Hace unos 4 000 millones de años, la Tierra era un planeta primitivo, de temperatura elevada, expuesto a una intensa radiación ultravioleta. En ese ambiente proliferaron alfombras microbianas, de bacterias y arqueas, que más tarde oxigenaron la atmósfera y empezaron a transformar la energía solar en nutrientes. La energía del Sol prodigó la vida y configuró los ecosistemas naturales en función de redes de flujos energéticos con balances favorables a la diversidad biótica.
Transformar la energía ha sido la acción esencial para progresar de formas de vida primitiva a estructuras sociales más complejas. Los beneficios para la humanidad han sido múltiples, desde la provisión de refugio y protección hasta la posibilidad de manipular los suelos y modificar el entorno en función de las necesidades colectivas. Y estos cambios se tradujeron, en gran medida, en el incremento de los estándares de la calidad de vida, en el desarrollo de capacidades creativas y productivas, en bienestar general.
El aprovechamiento creciente de fuentes energéticas propició los estilos de vida modernos. Las redes del comercio mundial se expandieron en torno a estos recursos naturales. Primero el carbón, luego el petróleo, los combustibles fósiles condicionaron las dinámicas económicas a escala mundial. En la actualidad, el mercado energético, con seis millones de millones de dólares, representa alrededor del 70 % del comercio total en el mundo.
Se trastocó el papel natural de la energía. Se privatizó el bienestar. En la complejidad de la modernidad, la energía pasó de ser catalizadora de vida a moneda de acumulación de riqueza mientras se acentuaban las diferencias sociales con las regiones más desfavorecidas y se dañaba la comunión con el entorno natural. Los reportes de la Agencia Internacional de Energía señalan que en 2012 las emisiones de carbono provenientes de combustibles fósiles aumentaron en un 51 % respecto a 1990, lo que provocó daños irreversibles al ambiente. Pese a las medidas para sustituirlos, se proyecta que por lo menos hasta el 2030 los combustibles fósiles representarán más de 3/4 del incremento en el uso de energía.
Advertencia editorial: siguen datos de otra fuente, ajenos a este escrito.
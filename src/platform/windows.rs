//! Windows implementations of platform helpers (best-effort, no ACL management).

use std::fs::{File, OpenOptions};
use std::io::{self, Write};
use std::path::Path;

/// Separator rewritten to `\` by path normalization.
pub const FOREIGN_SEPARATOR: char = '/';

/// Longest accepted path in UTF-16 units (extended-length limit).
pub const MAX_PATH_LEN: usize = 32_767;

/// Open log file for appending (no symlink defense available via std on Windows).
pub fn open_log_file_secure_append(path: &Path) -> io::Result<File> {
    if let Some(parent) = path.parent() {
        let _ = std::fs::create_dir_all(parent);
    }
    OpenOptions::new().create(true).append(true).open(path)
}

/// Create a new file (fails if it exists) and fsync it.
pub fn write_new_file_0600(path: &Path, contents: &[u8]) -> io::Result<()> {
    let mut f = OpenOptions::new().write(true).create_new(true).open(path)?;
    f.write_all(contents)?;
    f.sync_all()
}

/// No-op on Windows; POSIX-style directory modes are not applicable.
pub fn set_dir_mode_0700(_path: &Path) -> io::Result<()> {
    Ok(())
}

/// ERROR_NOT_SAME_DEVICE
pub fn is_cross_device(e: &io::Error) -> bool {
    e.raw_os_error() == Some(17)
}
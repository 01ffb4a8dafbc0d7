//! Batch planning: turn requested folders into one list of moves.
//!
//! Folders are inspected in parallel (rayon) but results are collected in
//! input order, and children keep the order the lister returned them in.

use rayon::prelude::*;
use std::collections::HashSet;
use std::path::{Path, PathBuf};
use tracing::{debug, warn};

use super::model::{FolderOutcome, FolderStatus, MovePlanEntry};
use super::path::flatten_target;
use crate::fs_ops::DirLister;

/// Moves for a whole batch plus the folders they empty.
#[derive(Debug, Default, Clone, PartialEq, Eq)]
pub struct BatchPlan {
    pub entries: Vec<MovePlanEntry>,
    /// Folders with at least one child; deleted once their children moved
    pub deletable: Vec<PathBuf>,
    pub rejected: Vec<FolderOutcome>,
    /// Folders with no children, left untouched
    pub empty: Vec<PathBuf>,
}

impl BatchPlan {
    /// Destinations claimed by more than one entry. The mover's conflict
    /// handling settles these; the plan only reports them.
    pub fn colliding_destinations(&self) -> Vec<&Path> {
        let mut seen = HashSet::new();
        let mut dupes = Vec::new();
        for entry in &self.entries {
            if !seen.insert(entry.destination.as_path()) && !dupes.contains(&entry.destination.as_path()) {
                dupes.push(entry.destination.as_path());
            }
        }
        dupes
    }
}

enum FolderPlan {
    Rejected(FolderOutcome),
    Empty(PathBuf),
    Children(PathBuf, Vec<MovePlanEntry>),
}

pub fn plan<L>(folders: &[PathBuf], lister: &L) -> BatchPlan
where
    L: DirLister + Sync + ?Sized,
{
    let per_folder: Vec<FolderPlan> = folders
        .par_iter()
        .map(|folder| plan_folder(folder, lister))
        .collect();

    let mut out = BatchPlan::default();
    for fp in per_folder {
        match fp {
            FolderPlan::Rejected(o) => out.rejected.push(o),
            FolderPlan::Empty(folder) => out.empty.push(folder),
            FolderPlan::Children(folder, entries) => {
                out.entries.extend(entries);
                out.deletable.push(folder);
            }
        }
    }

    for dest in out.colliding_destinations() {
        warn!(dest = %dest.display(), "Several folders move an item to the same destination");
    }
    debug!(
        entries = out.entries.len(),
        deletable = out.deletable.len(),
        rejected = out.rejected.len(),
        empty = out.empty.len(),
        "Batch planned"
    );
    out
}

fn plan_folder<L>(folder: &Path, lister: &L) -> FolderPlan
where
    L: DirLister + ?Sized,
{
    let parent = match flatten_target(folder) {
        Ok(p) => p,
        Err(e) => {
            return FolderPlan::Rejected(
                FolderOutcome::new(folder, FolderStatus::NoParent).with_detail(e.to_string()),
            );
        }
    };
    if !lister.is_folder(folder) {
        return FolderPlan::Rejected(FolderOutcome::new(folder, FolderStatus::NotAFolder));
    }

    let children = match lister.list_children(folder) {
        Ok(c) => c,
        Err(e) => {
            return FolderPlan::Rejected(
                FolderOutcome::new(folder, FolderStatus::ListFailed).with_detail(e.to_string()),
            );
        }
    };
    if children.is_empty() {
        return FolderPlan::Empty(folder.to_path_buf());
    }

    let entries = children
        .into_iter()
        .filter_map(|child| {
            let name = child.file_name()?.to_owned();
            Some(MovePlanEntry::new(child, parent.join(name)))
        })
        .collect();
    FolderPlan::Children(folder.to_path_buf(), entries)
}

#[cfg(test)]
mod tests {
    use super::*;
    use std::collections::HashMap;
    use std::io;

    /// In-memory tree: folder -> children, missing key = not a folder.
    #[derive(Default)]
    struct FakeLister {
        dirs: HashMap<PathBuf, Vec<PathBuf>>,
        unreadable: Vec<PathBuf>,
    }

    impl FakeLister {
        fn dir(mut self, path: &str, children: &[&str]) -> Self {
            let p = PathBuf::from(path);
            let kids = children.iter().map(|c| p.join(c)).collect();
            self.dirs.insert(p, kids);
            self
        }
    }

    impl DirLister for FakeLister {
        fn is_folder(&self, path: &Path) -> bool {
            self.dirs.contains_key(path) || self.unreadable.iter().any(|p| p == path)
        }

        fn list_children(&self, path: &Path) -> io::Result<Vec<PathBuf>> {
            if self.unreadable.iter().any(|p| p == path) {
                return Err(io::Error::new(io::ErrorKind::PermissionDenied, "denied"));
            }
            Ok(self.dirs.get(path).cloned().unwrap_or_default())
        }
    }

    #[test]
    fn entries_target_the_parent_in_listing_order() {
        let lister = FakeLister::default().dir("/P/A", &["y", "x"]);
        let plan = plan(&[PathBuf::from("/P/A")], &lister);
        assert_eq!(
            plan.entries,
            vec![
                MovePlanEntry::new("/P/A/y", "/P/y"),
                MovePlanEntry::new("/P/A/x", "/P/x"),
            ]
        );
        assert_eq!(plan.deletable, vec![PathBuf::from("/P/A")]);
        assert!(plan.rejected.is_empty());
    }

    #[test]
    fn rejections_keep_input_order() {
        let mut lister = FakeLister::default().dir("/P/ok", &["f"]);
        lister.unreadable.push(PathBuf::from("/P/locked"));
        let folders = vec![
            PathBuf::from("/P/missing"),
            PathBuf::from("/"),
            PathBuf::from("/P/locked"),
            PathBuf::from("/P/ok"),
        ];
        let plan = plan(&folders, &lister);
        let statuses: Vec<_> = plan.rejected.iter().map(|o| o.status).collect();
        assert_eq!(
            statuses,
            vec![FolderStatus::NotAFolder, FolderStatus::NoParent, FolderStatus::ListFailed]
        );
        assert_eq!(plan.deletable, vec![PathBuf::from("/P/ok")]);
    }

    #[test]
    fn empty_folder_is_neither_planned_nor_deletable() {
        let lister = FakeLister::default().dir("/P/E", &[]);
        let plan = plan(&[PathBuf::from("/P/E")], &lister);
        assert!(plan.entries.is_empty());
        assert!(plan.deletable.is_empty());
        assert_eq!(plan.empty, vec![PathBuf::from("/P/E")]);
    }

    #[test]
    fn sibling_folders_with_same_child_name_are_reported() {
        let lister = FakeLister::default()
            .dir("/P/A", &["x", "a"])
            .dir("/P/B", &["x"]);
        let plan = plan(&[PathBuf::from("/P/A"), PathBuf::from("/P/B")], &lister);
        assert_eq!(plan.entries.len(), 3);
        assert_eq!(plan.colliding_destinations(), vec![Path::new("/P/x")]);
    }
}
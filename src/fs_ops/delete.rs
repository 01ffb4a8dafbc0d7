//! Folder deletion.
//!
//! Permanent removal is split into a post-order plan (children before their
//! directory) and a step-by-step application that records every failing
//! entry instead of stopping at the first one.

use std::fs;
use std::io;
use std::path::{Path, PathBuf};
use tracing::{debug, info, warn};
use walkdir::WalkDir;

use super::conflict::read_answer;
use super::helpers::io_error_with_help_io;
use super::{DeleteOptions, Deleter};
use crate::output::stdin_is_interactive;

/// One removal in a post-order plan.
#[derive(Debug, Clone, PartialEq, Eq)]
pub enum RemovalStep {
    /// Regular file or symlink (links are removed, never followed)
    File(PathBuf),
    /// Directory, scheduled after all of its entries
    Dir(PathBuf),
}

impl RemovalStep {
    pub fn path(&self) -> &Path {
        match self {
            RemovalStep::File(p) | RemovalStep::Dir(p) => p,
        }
    }
}

/// Post-order removal plan for `root` (root itself last).
pub fn removal_plan(root: &Path) -> io::Result<Vec<RemovalStep>> {
    let meta = fs::symlink_metadata(root)?;
    if !meta.is_dir() {
        return Ok(vec![RemovalStep::File(root.to_path_buf())]);
    }
    let mut steps = Vec::new();
    for entry in WalkDir::new(root).follow_links(false).contents_first(true) {
        let entry = entry.map_err(io::Error::other)?;
        let path = entry.path().to_path_buf();
        if entry.file_type().is_dir() {
            steps.push(RemovalStep::Dir(path));
        } else {
            steps.push(RemovalStep::File(path));
        }
    }
    Ok(steps)
}

/// Apply a removal plan, continuing past failures. Returns every failed step.
pub fn apply_removal(steps: &[RemovalStep]) -> Vec<(PathBuf, io::Error)> {
    let mut failures = Vec::new();
    for step in steps {
        let res = match step {
            RemovalStep::File(p) => fs::remove_file(p),
            RemovalStep::Dir(p) => fs::remove_dir(p),
        };
        if let Err(e) = res {
            let e = io_error_with_help_io("remove", step.path())(e);
            debug!(error = %e, "removal step failed");
            failures.push((step.path().to_path_buf(), e));
        }
    }
    failures
}

/// Remove `root` and everything below it; fails with the first recorded error.
pub fn remove_tree(root: &Path) -> io::Result<()> {
    let steps = removal_plan(root)?;
    let mut failures = apply_removal(&steps);
    if failures.is_empty() {
        return Ok(());
    }
    let count = failures.len();
    let (_, first) = failures.remove(0);
    Err(io::Error::new(
        first.kind(),
        format!("{count} entr(ies) could not be removed; first: {first}"),
    ))
}

/// Filesystem-backed deleter; trash first when undo is allowed, otherwise
/// remove the (empty) folder itself.
#[derive(Debug, Default)]
pub struct FsDeleter;

impl FsDeleter {
    pub fn new() -> Self {
        Self
    }
}

impl Deleter for FsDeleter {
    fn delete(&mut self, path: &Path, options: &DeleteOptions) -> io::Result<()> {
        if !options.no_confirmation && stdin_is_interactive() {
            let question = format!("Delete folder '{}'? [y/N] ", path.display());
            if !matches!(read_answer(&question).as_deref(), Some("y" | "yes")) {
                return Err(io::Error::new(
                    io::ErrorKind::Interrupted,
                    "deletion declined by user",
                ));
            }
        }

        if options.allow_undo {
            match trash::delete(path) {
                Ok(()) => {
                    info!(path = %path.display(), "Moved folder to trash");
                    return Ok(());
                }
                Err(e) => {
                    warn!(path = %path.display(), error = %e, "Trash unavailable; removing permanently");
                }
            }
        }

        // Only an empty folder: anything that appeared since the emptiness
        // check makes this fail instead of being lost.
        fs::remove_dir(path).map_err(io_error_with_help_io("remove folder", path))?;
        info!(path = %path.display(), "Removed folder");
        Ok(())
    }
}
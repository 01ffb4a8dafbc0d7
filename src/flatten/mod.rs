//! Folder flattening: normalize requests, plan one batch of moves, execute
//! it and report one outcome per requested folder.

pub mod executor;
pub mod model;
pub mod path;
pub mod planner;
pub mod summary;

pub use executor::{ExecuteOptions, FlattenExecutor};
pub use model::{FolderOutcome, FolderRequest, FolderStatus, MovePlanEntry};
pub use path::{flatten_target, normalize, parent_of};
pub use planner::{BatchPlan, plan};
pub use summary::{Summary, aggregate};

use std::collections::{HashMap, HashSet};
use std::path::PathBuf;
use tracing::debug;

use crate::config::Config;
use crate::fs_ops::{BatchMover, Deleter, DirLister, FsBatchMover, FsDeleter, FsLister};

/// Normalize requests in order. Invalid ones become `InvalidPath` outcomes;
/// a folder requested twice keeps only its first occurrence.
pub fn resolve_requests(requests: &[FolderRequest]) -> Vec<Result<PathBuf, FolderOutcome>> {
    let mut seen = HashSet::new();
    let mut out = Vec::with_capacity(requests.len());
    for req in requests {
        match normalize(&req.raw, &req.cwd) {
            Ok(folder) => {
                if seen.insert(folder.clone()) {
                    out.push(Ok(folder));
                } else {
                    debug!(folder = %folder.display(), "Duplicate request ignored");
                }
            }
            Err(e) => out.push(Err(
                FolderOutcome::new(&req.raw, FolderStatus::InvalidPath).with_detail(e.to_string()),
            )),
        }
    }
    out
}

/// Planner, executor and collaborators wired together.
pub struct FlattenEngine {
    lister: Box<dyn DirLister + Sync>,
    mover: Box<dyn BatchMover>,
    deleter: Box<dyn Deleter>,
    options: ExecuteOptions,
}

impl FlattenEngine {
    pub fn new(
        lister: Box<dyn DirLister + Sync>,
        mover: Box<dyn BatchMover>,
        deleter: Box<dyn Deleter>,
        options: ExecuteOptions,
    ) -> Self {
        Self {
            lister,
            mover,
            deleter,
            options,
        }
    }

    /// Filesystem-backed engine honouring the configured conflict policy
    /// and undo preference.
    pub fn from_config(cfg: &Config) -> Self {
        Self::new(
            Box::new(FsLister),
            Box::new(FsBatchMover::new(cfg.conflict_policy)),
            Box::new(FsDeleter::new()),
            ExecuteOptions {
                allow_undo: cfg.allow_undo,
                prompt_on_conflict: true,
            },
        )
    }

    /// Plan without touching the filesystem. Invalid requests are listed
    /// first among the rejections.
    pub fn preview(&self, requests: &[FolderRequest]) -> BatchPlan {
        let (folders, invalid) = split_resolved(resolve_requests(requests));
        let mut plan = plan(&folders, self.lister.as_ref());
        plan.rejected.splice(0..0, invalid);
        plan
    }

    /// Flatten every requested folder. Returns exactly one outcome per
    /// distinct request, in request order.
    pub fn run(&mut self, requests: &[FolderRequest]) -> Vec<FolderOutcome> {
        let resolved = resolve_requests(requests);
        let folders: Vec<PathBuf> = resolved
            .iter()
            .filter_map(|r| r.as_ref().ok().cloned())
            .collect();

        let batch = plan(&folders, self.lister.as_ref());
        let executed = FlattenExecutor {
            lister: self.lister.as_ref(),
            mover: self.mover.as_mut(),
            deleter: self.deleter.as_mut(),
            options: self.options,
        }
        .execute(&batch.entries, &batch.deletable);

        let mut by_folder: HashMap<PathBuf, FolderOutcome> = batch
            .rejected
            .into_iter()
            .chain(
                batch
                    .empty
                    .into_iter()
                    .map(|f| FolderOutcome::new(f, FolderStatus::Empty)),
            )
            .chain(executed)
            .map(|o| (o.folder_path.clone(), o))
            .collect();

        resolved
            .into_iter()
            .map(|r| match r {
                Err(outcome) => outcome,
                Ok(folder) => by_folder.remove(&folder).unwrap_or_else(|| {
                    FolderOutcome::new(folder, FolderStatus::MoveFailed)
                        .with_detail("no result recorded")
                }),
            })
            .collect()
    }
}

fn split_resolved(
    resolved: Vec<Result<PathBuf, FolderOutcome>>,
) -> (Vec<PathBuf>, Vec<FolderOutcome>) {
    let mut folders = Vec::new();
    let mut invalid = Vec::new();
    for r in resolved {
        match r {
            Ok(f) => folders.push(f),
            Err(o) => invalid.push(o),
        }
    }
    (folders, invalid)
}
Restablecer el equilibrio en procura de la dignificación de la vida requiere entender la esencia íntima de las relaciones en la naturaleza, suplantar la tecnología de la explotación por la tecnología de la solidaridad. La energía es un bien universal.
Las tareas pendientes para Guatemala son desafiantes porque nuestra realidad está marcada por inequidades energéticas que tienen estrecha relación con reclamos fundamentales sobre salud, alimentación y acceso al agua para riego y consumo humano.
Las estadísticas de consumo energético nacional señalan esas asimetrías esenciales. La leña, un combustible tradicional de baja calidad y perjudicial para la salud, sostiene casi el 90 % de la demanda de energía del sector residencial. El acceso a la electricidad en el área rural tiene números por debajo del promedio en América Latina. Aun con un alto potencial para la generación de energía renovable, la energía moderna y eficiente sigue siendo un bien inalcanzable para muchos. Las transferencias de tecnologías de energía limpia se instalan a espaldas del contexto local sin proyectar daños sociales. Como ejemplo, Alta Verapaz, el departamento más pobre del país, presenta el menor índice de cobertura eléctrica. Paradójicamente, Alta Verapaz es el departamento con mayor número de hidroeléctricas y el segundo en potencia instalada para la generación de electricidad.
La cantidad de energía solar que la Tierra absorbe en una hora es mayor que la energía total que la humanidad consume en un año. El Sol se encuentra a la mitad de su existencia y generará energía durante otros 5 000 millones de años. Resta ver si el pragmatismo nos alcanza para compartir esta energía entre todos.